Настаивая на срочном открытии Второго фронта, Сталин говорил то, чего лидеру государства нельзя говорить никогда и ни при каких обстоятельствах. Он пугал перспективой поражения СССР. Он не завышал, а наоборот — внешне — занижал наш оборонный потенциал. Он шел ва-банк.
В ответ, 5 сентября 1941-го, Черчилль отправил многословную телеграмму в Москву, в которой пытался объясниться, почему открывать Второй фронт, для Британии ну никак не возможно:
«Все наши генералы убеждены в том, что это кончится только кровопролитными боями, в результате которых мы будем отброшены, а если нам удастся закрепиться на небольших плацдармах, то через несколько дней их все равно придется оставить. Побережье Франции укреплено до предела, и у немцев до сих пор еще больше дивизий на Западе, чем у нас в Великобритании, причем они располагают сильной поддержкой с воздуха. У нас нет такого количества судов, которое необходимо для переброски большой армии на Европейский континент, если только мы не растянем эту переброску на много месяцев…. Это могло бы привести к проигрышу битвы за Атлантику, а также к голоду и гибели Британских островов».

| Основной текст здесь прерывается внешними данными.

//! Atomic claiming of eligible messages.
//!
//! Two interchangeable strategies exist. [`ReturningClaim`] does the whole
//! select-and-mark in one `UPDATE ... RETURNING` statement, which SQLite
//! executes atomically. [`TransactionalClaim`] is for SQLite builds older than
//! 3.35 that lack `RETURNING`: it selects candidate ids and updates them by
//! primary key inside a `BEGIN IMMEDIATE` transaction, which holds the write
//! lock from the first statement so no other claimer can interleave.
//!
//! Which one is used is decided once, when the engine connects.

use std::{future::Future, pin::Pin, sync::Arc};

use serde::Deserialize;
use sqlx::{Connection, SqliteConnection, SqlitePool};

use crate::{
    db::statements::StatementCache, error::Error, message::QueueMessage, utils::placeholders,
};

/// First SQLite release with `UPDATE ... RETURNING`.
pub const RETURNING_MIN_VERSION: (u32, u32, u32) = (3, 35, 0);

/// How the claim strategy is picked.
#[derive(Debug, Clone, Copy, Default, PartialEq, Eq, Deserialize, strum::Display)]
#[serde(rename_all = "lowercase")]
#[strum(serialize_all = "lowercase")]
pub enum ClaimMode {
    /// Probe the store version at connect time.
    #[default]
    Auto,
    Returning,
    Transactional,
}

pub type ClaimFuture<'a> =
    Pin<Box<dyn Future<Output = Result<Vec<QueueMessage>, Error>> + Send + 'a>>;

/// Moves up to `batch_size` eligible messages of `queue` to `processing` and
/// returns them in claim order. Two concurrent calls never return the same
/// message.
pub trait ClaimStrategy: Send + Sync {
    fn name(&self) -> &'static str;

    fn claim<'a>(
        &'a self,
        pool: &'a SqlitePool,
        queue: &'a str,
        batch_size: i64,
        now: i64,
    ) -> ClaimFuture<'a>;
}

const ELIGIBLE: &str = "
    queue_name = $1
    AND status IN ('pending', 'retrying')
    AND scheduled_at <= $2
    AND (next_retry_at IS NULL OR next_retry_at <= $2)
";

pub struct ReturningClaim;

impl ClaimStrategy for ReturningClaim {
    fn name(&self) -> &'static str {
        "returning"
    }

    fn claim<'a>(
        &'a self,
        pool: &'a SqlitePool,
        queue: &'a str,
        batch_size: i64,
        now: i64,
    ) -> ClaimFuture<'a> {
        Box::pin(async move {
            let sql = format!(
                "
                UPDATE queue_messages
                SET status = 'processing', processed_at = $2
                WHERE id IN (
                    SELECT id FROM queue_messages
                    WHERE {ELIGIBLE}
                    ORDER BY priority DESC, created_at ASC, id ASC
                    LIMIT $3
                )
                RETURNING *
                "
            );

            let mut messages: Vec<QueueMessage> = sqlx::query_as(&sql)
                .bind(queue)
                .bind(now)
                .bind(batch_size)
                .fetch_all(pool)
                .await?;

            // RETURNING makes no ordering promise.
            messages.sort_by(QueueMessage::claim_order);

            Ok(messages)
        })
    }
}

pub struct TransactionalClaim {
    statements: Arc<StatementCache>,
}

impl TransactionalClaim {
    pub fn new(statements: Arc<StatementCache>) -> Self {
        Self { statements }
    }

    async fn claim_in(
        &self,
        db: &mut SqliteConnection,
        queue: &str,
        batch_size: i64,
        now: i64,
    ) -> Result<Vec<QueueMessage>, Error> {
        let ids: Vec<i64> = sqlx::query_scalar(&format!(
            "
            SELECT id FROM queue_messages
            WHERE {ELIGIBLE}
            ORDER BY priority DESC, created_at ASC, id ASC
            LIMIT $3
            "
        ))
        .bind(queue)
        .bind(now)
        .bind(batch_size)
        .fetch_all(&mut *db)
        .await?;

        if ids.is_empty() {
            return Ok(Vec::new());
        }

        let result = self.mark_and_fetch(db, &ids, now).await;
        if result.as_ref().is_err_and(Error::is_store) {
            // Only the statements this call rendered can be suspect.
            self.statements.remove(&update_key(ids.len()));
            self.statements.remove(&select_key(ids.len()));
        }

        result
    }

    async fn mark_and_fetch(
        &self,
        db: &mut SqliteConnection,
        ids: &[i64],
        now: i64,
    ) -> Result<Vec<QueueMessage>, Error> {
        let update = self.statements.get_or_render(&update_key(ids.len()), || {
            format!(
                "
                UPDATE queue_messages
                SET status = 'processing', processed_at = $1
                WHERE status IN ('pending', 'retrying') AND id IN ({})
                ",
                placeholders(2, ids.len())
            )
        });

        let mut query = sqlx::query(&update).bind(now);
        for id in ids {
            query = query.bind(*id);
        }
        query.execute(&mut *db).await?;

        let select = self.statements.get_or_render(&select_key(ids.len()), || {
            format!(
                "
                SELECT * FROM queue_messages
                WHERE id IN ({})
                ORDER BY priority DESC, created_at ASC, id ASC
                ",
                placeholders(1, ids.len())
            )
        });

        let mut query = sqlx::query_as::<_, QueueMessage>(&select);
        for id in ids {
            query = query.bind(*id);
        }

        Ok(query.fetch_all(&mut *db).await?)
    }
}

fn update_key(n: usize) -> String {
    format!("claim_update:{n}")
}

fn select_key(n: usize) -> String {
    format!("claim_select:{n}")
}

impl ClaimStrategy for TransactionalClaim {
    fn name(&self) -> &'static str {
        "transactional"
    }

    fn claim<'a>(
        &'a self,
        pool: &'a SqlitePool,
        queue: &'a str,
        batch_size: i64,
        now: i64,
    ) -> ClaimFuture<'a> {
        Box::pin(async move {
            let mut tx = pool.begin_with("BEGIN IMMEDIATE").await?;

            match self.claim_in(&mut *tx, queue, batch_size, now).await {
                Ok(messages) => {
                    tx.commit().await?;
                    Ok(messages)
                }
                Err(e) => {
                    if e.is_store() {
                        if let Err(clear) = tx.clear_cached_statements().await {
                            tracing::warn!("Failed to clear cached statements: {clear}");
                        }
                    }
                    tx.rollback().await.ok();
                    Err(e)
                }
            }
        })
    }
}

/// Parses `"3.45.1"` into `(3, 45, 1)`.
pub fn parse_version(version: &str) -> Option<(u32, u32, u32)> {
    let mut parts = version.trim().split('.').map(|p| p.parse::<u32>().ok());
    let major = parts.next()??;
    let minor = parts.next().flatten().unwrap_or(0);
    let patch = parts.next().flatten().unwrap_or(0);
    Some((major, minor, patch))
}

/// Whether the connected SQLite supports `UPDATE ... RETURNING`.
pub async fn supports_returning(pool: &SqlitePool) -> Result<bool, Error> {
    let version: String = sqlx::query_scalar("SELECT sqlite_version()")
        .fetch_one(pool)
        .await?;

    let supported = parse_version(&version)
        .map(|v| v >= RETURNING_MIN_VERSION)
        .unwrap_or(false);

    tracing::debug!(%version, supported, "probed sqlite for RETURNING support");

    Ok(supported)
}

/// Resolves `mode` against the store's capabilities.
pub async fn select_strategy(
    pool: &SqlitePool,
    mode: ClaimMode,
    statements: Arc<StatementCache>,
) -> Result<Box<dyn ClaimStrategy>, Error> {
    let returning = match mode {
        ClaimMode::Auto => supports_returning(pool).await?,
        ClaimMode::Returning => true,
        ClaimMode::Transactional => false,
    };

    Ok(if returning {
        Box::new(ReturningClaim)
    } else {
        Box::new(TransactionalClaim::new(statements))
    })
}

Так же он оправдывался и позже — за то, что обманул и, вопреки обещаниям, не открыл Второго фронта в конце 1941-го, чтобы поддержать Красную Армию в отчаянной попытке отстоять Москву. Потом — почему опять обманул, и не открыл его летом 1942-го, чтобы поддержать наше захлебнувшееся наступление под Харьковом. Для дачи оправдательных показаний он сам прилетел с покаянной миссией в Москву[308]
.Его вызвали как какого-нибудь командующего резервным фронтом.
«Я размышлял о моей миссии в отношении этого угрюмого, зловещего большевистского государства, которое я когда-то так настойчиво пытался задушить при его рождении и которое вплоть до появления Гитлера я считал смертельным врагом цивилизованной свободы. Что должен был я сказать им теперь?.. Это было все равно что везти большой кусок льда на Северный полюс. Тем не менее я был уверен, что я обязан лично… поговорить обо всем лицом к лицу со Сталиным, а не полагаться на телеграммы и посредников»[309]
.Принят был британский премьер холодно. Ему сказали в лицо, что англичане трусы, что они — боятся сражаться. Что они лжецы, что не держат слова — не выполняют союзнических обязательств. Слова были выбраны правильные: требовалось задеть достоинство этого лорда, аристократа, надменного потомка герцога Мальборо — сэра Уинстона Черчилля. Черчилль пытался сначала оправдываться, потом — обидеться.